21 de abril de 2011

Lu dans le Figaro d'aujourd'hui : Cristina Branco et les nouvelles voix du fado

Ce style traditionnel portugais revient au premier plan grâce à de jeunes talents, plus de dix ans après la disparition d'Amalia Rodrigues.

Cristina Branco est depuis une quinzaine d'années une des plus brillantes ambassadrices de ce qu'il convient d'appeler le nouvel âge d'or du fado. Cette musique portugaise traditionnelle traverse actuellement une période faste de son histoire. Bon nombre de nouveaux talents émergent, laissant apparaître une scène pleine de vitalité et de dynamisme.

«On peut parler d'un phénomène de mode, expliquait Cristina Branco récemment, à Paris. Beaucoup de jeunes chanteurs ont fait leur apparition ces dernières années. Pour ma part, je ne me considère pas comme une fadista typique, plutôt comme une interprète qui chante aussi des fados .» Son nouvel album, Fado tango (chez Universal), opère un rapprochement entre tradition lisboète et culture argentine. «Ces deux styles ont beaucoup en commun, si on écoute attentivement. En effectuant des recherches sur le tango, j'en ai trouvé qui pourraient passer pour des fados. Il y a une proximité dans les textes également. Sur ce disque, je me suis appliquée à masquer la misogynie du tango », détaille la trentenaire. Son album montre à quel point le fado a su se renouveler en se frottant à d'autres esthétiques, comment il est parvenu à se moderniser sans se renier. Récemment, la star américaine Prince déclarait que ce genre musical pourrait bien devenir la prochaine sensation mondiale. Et il est prévu que le fado soit inscrit prochainement au patrimoine immatériel de l'Unesco.

En juin prochain, Cristina Branco partagera pour la première fois la scène avec ­Mariza, dans le cadre d'un concert géant, à Lisbonne, avec un grand orchestre. Native du Mozambique, cette dernière a effectué de subtils métissages - notamment avec la musique africaine - au cours de ces dernières années, avant de revenir à un répertoire plus classique dans l'album Fado tradicional, qui vient de paraître (chez EMI). Elle incarne une génération décomplexée de l'héritage d'Amalia Rodrigues, reine incontestée du genre, dont le règne a pris fin avec sa disparition, en 1999.

«Amalia a laissé une grande trace, elle incarne une image divine aujourd'hui encore, témoigne Cristina Branco. Il aura fallu la dernière dizaine d'années pour qu'émergent des voix prêtes à renouer avec une forme de fado plus académique, après les mélanges du début de ce siècle. À 30 ans, Ana Moura fait figure de nouvel espoir de la scène portugaise. Protégée de Prince, qui n'hésite pas à voyager pour assister à ses concerts - on l'a vu admirer la jeune femme à La Cigale en mai 2009 -, elle a aussi collaboré avec les Rolling Stones. Plus jeune que Cristina Branco ou Mariza, elle est aussi la plus traditionnelle de toutes ces interprètes, sacrifiant rarement à l'instrumentation typique du style.
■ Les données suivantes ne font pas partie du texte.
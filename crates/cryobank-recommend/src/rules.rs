pub mod afc;
pub mod age;
pub mod amh;
pub mod duration;
pub mod fsh;
pub mod iui_history;
pub mod ovulation;
pub mod semen;
pub mod tubal;
use cryobank_core::models::observation::TubalStatus;
use cryobank_core::models::recommendation::{Confidence, MAX_REASONS, Recommendation, TreatmentType};

use crate::scoring::ScoreEvidence;

pub const BLOCKED_TUBES_REASON: &str = "Blocked fallopian tubes require IVF";
pub const FIRST_LINE_IUI_REASON: &str =
    "Consider IUI as first-line treatment, but may need IVF if unsuccessful";

/// Scores at or above this favour IUI with moderate confidence.
pub const IUI_THRESHOLD: i32 = 3;
/// Scores at or below this recommend IVF with high confidence.
pub const IVF_THRESHOLD: i32 = -2;

/// Turn accumulated evidence into a recommendation.
///
/// Blocked tubes always yield IVF regardless of the score. Otherwise the score
/// is bucketed: `>= 3` IUI/moderate, `<= -2` IVF/high, anything between is a
/// low-confidence IUI first-line suggestion.
pub fn resolve(evidence: &ScoreEvidence, tubal_status: TubalStatus) -> Recommendation {
    if tubal_status == TubalStatus::Blocked {
        return Recommendation {
            treatment: TreatmentType::Ivf,
            confidence: Confidence::High,
            reasons: vec![BLOCKED_TUBES_REASON.to_string()],
        };
    }

    if evidence.score >= IUI_THRESHOLD {
        return Recommendation {
            treatment: TreatmentType::Iui,
            confidence: Confidence::Moderate,
            reasons: evidence
                .reasons()
                .take(MAX_REASONS)
                .map(str::to_string)
                .collect(),
        };
    }

    if evidence.score <= IVF_THRESHOLD {
        // May be empty when IVF is reached through many small negatives.
        return Recommendation {
            treatment: TreatmentType::Ivf,
            confidence: Confidence::High,
            reasons: evidence
                .findings
                .iter()
                .filter(|f| f.implies_ivf)
                .take(MAX_REASONS)
                .map(|f| f.reason.clone())
                .collect(),
        };
    }

    Recommendation {
        treatment: TreatmentType::Iui,
        confidence: Confidence::Low,
        reasons: vec![FIRST_LINE_IUI_REASON.to_string()],
    }
}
Parallèlement à toutes ces femmes, un certain nombre d'artistes masculins ont également émergé sur la scène. Ainsi, Antonio Zambujo, 35 ans et déjà auteur d'une poignée de disques remarquables. Célébré dans son pays, il a joué en Europe, recueillant un beau succès. Mais c'est encore au Brésil qu'il exerce la plus forte influence. Maître de la musique populaire brésilienne, Caetano Veloso ne tarit pas d'éloges à son égard. Le sexagénaire a comparé son timbre à celui du maître Joao Gilberto, fondateur de la bossa-nova à la fin des années 1950. Plus romantique, parfois proche des harmonies du jazz, Zambujo est déjà une voix qui compte.

C'est alors que le Portugal traverse une crise économique et politique majeure que sa musique vit une période de grande créativité. «Le fado, c'est la vie même, affirme Cristina Branco. Il contient presque tous les sentiments humains .» Identifié comme une musique à la tonalité sombre et dramatique, le fado se pare avec ses nouveaux interprètes de couleurs plus variées. Sur son album, Cristina Branco revisite ainsi Jacques Brel et Charles ­Baudelaire, dont elle adapte L'Invitation au voyage, appel au mouvement qui pourrait faire office de profession de foi chez cette artiste qui refuse le surplace et assume sa part de sensualité. «Le thème de la dernière chanson de mon album est l'orgasme. C'est sans doute le plus loin que je puisse aller.»